Neuromodulation is a broad term that could technically be considered to cover any medical, surgical, or physiologic therapy designed to alter the function of the nervous system in some manner. In the clinical neurosciences, however, neuromodulation is understood to refer specifically to therapies that involve targeted delivery of drugs or electrical current, frequently through an implanted device, in order to effect a specific change in the function of a target neural structure.

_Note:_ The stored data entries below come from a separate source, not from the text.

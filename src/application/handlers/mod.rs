//! Application handlers.
//!
//! Command and query handlers that orchestrate domain operations.

mod append_structure;
mod export_readme;
mod generate_description;
mod save_readme;

pub use append_structure::{
    AppendStructureCommand, AppendStructureHandler, AppendStructureResult,
};
pub use export_readme::ExportReadmeHandler;
pub use generate_description::{
    GenerateDescriptionCommand, GenerateDescriptionHandler, GenerateDescriptionResult,
};
pub use save_readme::SaveReadmeHandler;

Prior to the development of implantable devices for neurostimulation, surgical procedures designed to alter the function of the nervous system required the destruction of target tissues, with an accompanying irreversible change in function. Neuromodulation, however, provides a paradigm through which therapy can be titrated, or even turned on and off, with changes usually reversing rapidly upon cessation of therapy. While neuromodulation techniques are currently used primarily for the management of chronic pain and movement disorders, there has been considerable interest in their use for medically refractory psychiatric disease. Significant research remains to be done before any of the therapies are likely to become widespread, however. There is also substantial public trepidation about the use of surgical therapies in the treatment of psychiatric disease as a direct consequence of the abuse of psychosurgery in the mid-twentieth century, specifically the heavy human toll exacted by the careless and widespreaduse of the frontal lobotomy.
It is therefore incumbent upon the medical community to ensure that research to refine the effectiveness and expand the indications for neuromodulation in psychiatric disease is conducted in multidisciplinary fashion, and with rigid adherence to the highest standards of medical ethics.